I had a very interesting and thought-provoking conversation with Terry Golsworthy, president of The Customer Respect Group last week. We were discussing the effective use of social technologies by our industry. Specifically, we were discussing what carriers could or should be doing to be more effective in their own social initiatives but more importantly how they could be doing more to help their agents and collectively present a more compelling presence in the social universe.
What do agents want from carriers? In the many discussions I have had with agents the answer is, “It depends” and more often than not they are not really sure. Frequent answers include content, leads, and co-funded social marketing programs. Generating good content for their own blogs and social posts is a common concern voiced by many agents. But what type of content do they want from carriers? What can carriers do to really help? For example, are “white labeled” carrier-created articles that agents personalize the best we can do?

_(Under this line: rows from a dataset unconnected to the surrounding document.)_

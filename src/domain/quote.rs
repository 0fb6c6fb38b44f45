//! Market quote snapshot.

use chrono::{DateTime, Utc};
use rust_decimal::Decimal;
use serde::{Deserialize, Serialize};

/// Quote is the latest price and traded volume seen on one venue.
/// It lives only for the duration of a scan and is never persisted.
#[derive(Debug, Clone, PartialEq, Serialize, Deserialize)]
pub struct Quote {
    pub price: Decimal,
    pub volume: Decimal,
    pub timestamp: DateTime<Utc>,
}

impl Quote {
    /// Creates a quote stamped with the current time.
    pub fn new(price: Decimal, volume: Decimal) -> Self {
        Self {
            price,
            volume,
            timestamp: Utc::now(),
        }
    }
}
//! Line and multiline merging.

use geo_types::{Coord, Geometry, LineString, MultiLineString};

use mapedit_core::FeatureId;

/// Endpoint identity tolerance (map units).
const JOIN_EPSILON: f64 = 1e-9;

fn joined(a: Coord<f64>, b: Coord<f64>) -> bool {
    (a.x - b.x).abs() < JOIN_EPSILON && (a.y - b.y).abs() < JOIN_EPSILON
}

fn endpoints(line: &LineString<f64>) -> Option<(Coord<f64>, Coord<f64>)> {
    Some((*line.0.first()?, *line.0.last()?))
}

/// True if any two of the lines share an endpoint.
pub(super) fn any_pair_connected(lines: &[&LineString<f64>]) -> bool {
    for (i, a) in lines.iter().enumerate() {
        let Some((a_start, a_end)) = endpoints(a) else {
            continue;
        };
        for b in &lines[i + 1..] {
            let Some((b_start, b_end)) = endpoints(b) else {
                continue;
            };
            if joined(a_start, b_start)
                || joined(a_start, b_end)
                || joined(a_end, b_start)
                || joined(a_end, b_end)
            {
                return true;
            }
        }
    }
    false
}

/// Chain lines that share endpoints into one linestring.
///
/// The chain grows from the first selected line, absorbing any other
/// line that touches either end, until no line fits. Lines the chain
/// never reaches are secondary chains; their ids come back untouched
/// in the second list and the caller decides their fate.
pub(super) fn chain_lines(
    first: &LineString<f64>,
    others: &[(FeatureId, &LineString<f64>)],
) -> (LineString<f64>, Vec<FeatureId>) {
    let mut chain: Vec<Coord<f64>> = first.0.clone();
    let mut remaining: Vec<(FeatureId, &LineString<f64>)> = others.to_vec();
    let mut absorbed = Vec::new();

    loop {
        let Some((head, tail)) = chain.first().copied().zip(chain.last().copied()) else {
            break;
        };
        let position = remaining.iter().position(|(_, line)| {
            let Some((start, end)) = endpoints(line) else {
                return false;
            };
            joined(start, tail) || joined(end, tail) || joined(start, head) || joined(end, head)
        });
        let Some(position) = position else {
            break;
        };

        let (id, line) = remaining.remove(position);
        let start = line.0[0];
        let end = line.0[line.0.len() - 1];

        if joined(start, tail) {
            chain.extend(line.0.iter().skip(1).copied());
        } else if joined(end, tail) {
            chain.extend(line.0.iter().rev().skip(1).copied());
        } else if joined(end, head) {
            let mut prefix: Vec<Coord<f64>> = line.0[..line.0.len() - 1].to_vec();
            prefix.append(&mut chain);
            chain = prefix;
        } else {
            // start touches head: prepend the line reversed.
            let mut reversed: Vec<Coord<f64>> = line.0.iter().rev().copied().collect();
            reversed.extend(chain.iter().skip(1).copied());
            chain = reversed;
        }
        absorbed.push(id);
    }

    (LineString::new(chain), absorbed)
}

/// Union of the part sets, duplicates across features dropped.
pub(super) fn merge_multi_lines(geometries: &[&Geometry<f64>]) -> MultiLineString<f64> {
    let mut parts: Vec<LineString<f64>> = Vec::new();
    for geometry in geometries {
        if let Geometry::MultiLineString(mls) = geometry {
            for part in &mls.0 {
                if !parts.iter().any(|p| p == part) {
                    parts.push(part.clone());
                }
            }
        }
    }
    MultiLineString::new(parts)
}
//! Splitting features along a drawn cut line.
//!
//! Splitting is the one two-phase edit: the user first arms the split
//! on the selected feature, then draws the cut line, and only then
//! does geometry change. [`SplitSession`] holds the armed state;
//! [`NodeSplit`] is the one-shot variant that breaks a line at its own
//! vertices.

mod cut;
mod nodes;

pub use nodes::NodeSplit;

use geo_types::{Geometry, LineString};
use tracing::debug;

use mapedit_core::prelude::*;

/// Phase of a split in progress.
#[derive(Debug, Clone, Copy, PartialEq, Eq, Default)]
pub enum SplitState {
    /// No split armed.
    #[default]
    Idle,
    /// Waiting for the cut line for this target.
    AwaitingCutLine { target: FeatureId },
}

/// The two-phase split workflow.
///
/// `begin` validates and arms; `complete` consumes the drawn cut line
/// and commits. Completing disarms whether or not the cut produced
/// pieces, so a missed cut drops back to normal selection and the user
/// re-arms to retry; `cancel` disarms at any time.
#[derive(Debug, Default)]
pub struct SplitSession {
    state: SplitState,
}

impl SplitSession {
    pub fn new() -> Self {
        Self::default()
    }

    pub fn state(&self) -> SplitState {
        self.state
    }

    pub fn is_pending(&self) -> bool {
        matches!(self.state, SplitState::AwaitingCutLine { .. })
    }

    /// Arm a split on the first selected feature.
    ///
    /// Only linestrings and polygons can be split.
    pub fn begin(&mut self, store: &FeatureStore, selection: &[FeatureId]) -> Result<()> {
        let target = *selection.first().ok_or(Error::SelectionTooSmall {
            needed: 1,
            found: 0,
        })?;
        let kind = store
            .kind_of(target)
            .ok_or(Error::UnknownFeature(target))?;
        match kind {
            GeometryKind::LineString | GeometryKind::Polygon => {
                self.state = SplitState::AwaitingCutLine { target };
                debug!(?target, %kind, "split armed");
                Ok(())
            }
            other => Err(Error::UnsupportedKind(other)),
        }
    }

    /// Disarm without changing anything.
    pub fn cancel(&mut self) {
        self.state = SplitState::Idle;
    }

    /// Execute the armed split along `cut_line`.
    ///
    /// The target keeps its identity and attributes and carries the
    /// first piece; every other piece becomes a new feature with empty
    /// attributes.
    pub fn complete(
        &mut self,
        store: &mut FeatureStore,
        kernel: &dyn GeometryKernel,
        cut_line: &LineString<f64>,
    ) -> Result<Commit> {
        let SplitState::AwaitingCutLine { target } = self.state else {
            return Err(Error::SplitNotPending);
        };
        // The drawn cut consumes the armed state either way.
        self.state = SplitState::Idle;

        let pieces: Vec<Geometry<f64>> = match store.geometry(target)? {
            Geometry::LineString(line) => cut::split_line(kernel, line, cut_line)?
                .into_iter()
                .map(Geometry::LineString)
                .collect(),
            Geometry::Polygon(polygon) => cut::split_polygon(kernel, polygon, cut_line)?
                .into_iter()
                .map(Geometry::Polygon)
                .collect(),
            other => return Err(Error::UnsupportedKind(
                GeometryKind::of(other).unwrap_or(GeometryKind::LineString),
            )),
        };

        let mut commit = Commit::new();
        let mut pieces = pieces.into_iter();
        if let Some(first) = pieces.next() {
            store.replace_geometry(target, first)?;
            commit.replaced.push(target);
        }
        for piece in pieces {
            commit.added.push(store.add(piece)?);
        }
        debug!(?target, pieces = commit.added.len(), "split committed");
        Ok(commit)
    }
}

#[cfg(test)]
mod tests {
    use super::*;
    use crate::kernel::GeoKernel;
    use geo::Area;
    use geo_types::{line_string, point, polygon};

    fn square() -> Geometry<f64> {
        polygon![
            (x: 0.0, y: 0.0),
            (x: 4.0, y: 0.0),
            (x: 4.0, y: 4.0),
            (x: 0.0, y: 4.0),
        ]
        .into()
    }

    #[test]
    fn test_full_split_workflow() {
        let mut store = FeatureStore::new();
        let id = store.add(square()).unwrap();
        let mut session = SplitSession::new();

        session.begin(&store, &[id]).unwrap();
        assert!(session.is_pending());

        let cut = line_string![(x: 2.0, y: -1.0), (x: 2.0, y: 5.0)];
        let commit = session.complete(&mut store, &GeoKernel, &cut).unwrap();

        assert_eq!(commit.replaced, vec![id], "target carries the first piece");
        assert_eq!(commit.added.len(), 1);
        assert!(!session.is_pending(), "session disarms after commit");
        assert_eq!(store.len(), 2);
        let total: f64 = commit
            .replaced
            .iter()
            .chain(&commit.added)
            .map(|&piece| match store.geometry(piece).unwrap() {
                Geometry::Polygon(p) => p.unsigned_area(),
                _ => 0.0,
            })
            .sum();
        assert!((total - 16.0).abs() < 1e-9);
    }

    #[test]
    fn test_complete_without_begin() {
        let mut store = FeatureStore::new();
        let mut session = SplitSession::new();
        let cut = line_string![(x: 0.0, y: 0.0), (x: 1.0, y: 1.0)];
        let err = session.complete(&mut store, &GeoKernel, &cut).unwrap_err();
        assert_eq!(err, Error::SplitNotPending);
    }

    #[test]
    fn test_missed_cut_disarms_session() {
        let mut store = FeatureStore::new();
        let id = store.add(square()).unwrap();
        let mut session = SplitSession::new();
        session.begin(&store, &[id]).unwrap();

        let miss = line_string![(x: 10.0, y: 10.0), (x: 11.0, y: 11.0)];
        let err = session.complete(&mut store, &GeoKernel, &miss).unwrap_err();

        assert_eq!(err, Error::NoSplitProduced);
        assert!(!session.is_pending(), "a drawn cut always ends the phase");
        assert!(store.contains(id));
        assert_eq!(store.geometry(id).unwrap(), &square());
    }

    #[test]
    fn test_point_cannot_be_split() {
        let mut store = FeatureStore::new();
        let id = store.add(point! { x: 0.0, y: 0.0 }.into()).unwrap();
        let mut session = SplitSession::new();

        let err = session.begin(&store, &[id]).unwrap_err();
        assert_eq!(err, Error::UnsupportedKind(GeometryKind::Point));
        assert!(!session.is_pending());
    }

    #[test]
    fn test_cancel_disarms() {
        let mut store = FeatureStore::new();
        let id = store.add(square()).unwrap();
        let mut session = SplitSession::new();
        session.begin(&store, &[id]).unwrap();
        session.cancel();

        let cut = line_string![(x: 2.0, y: -1.0), (x: 2.0, y: 5.0)];
        assert_eq!(
            session.complete(&mut store, &GeoKernel, &cut).unwrap_err(),
            Error::SplitNotPending
        );
    }
}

Here is what I think. Currently, it is not uncommon to find both parties acting independently and without a clear sense of purpose. Carriers and agents would benefit from the creation and implementation of collaborative social strategy—and implementing such a strategy involves more then just creating content to be shared. One of the first steps would be to identify and agree on the business objectives of their collective social efforts. That is, do they want to increase dialogue and touch points with customers and prospects? Do they want to improve loyalty and reduce “churn?” Do they want to find new customers and write more new business? All of the above?
As I see it, the opportunity here is for agents and carriers to be working in support of each other to provide the consumer with interesting and valuable content—and promote the unique value of the independent agency system. In addition to building online personality and humanizing brands, effective collaboration would require agents and carriers to be watching, listening and monitoring each other. For example, carriers would leverage the local touch points of their agency force by commenting on, re-tweeting and/or sharing posts made by agents.
Clearly, I don’t have all the answers here. I’d like to know what you think and what your experience has been. If you are an agent, what carriers do you think have done a good job in support of your social networking efforts? If you are a carrier, how are you working to help your agents? What is working? What is not?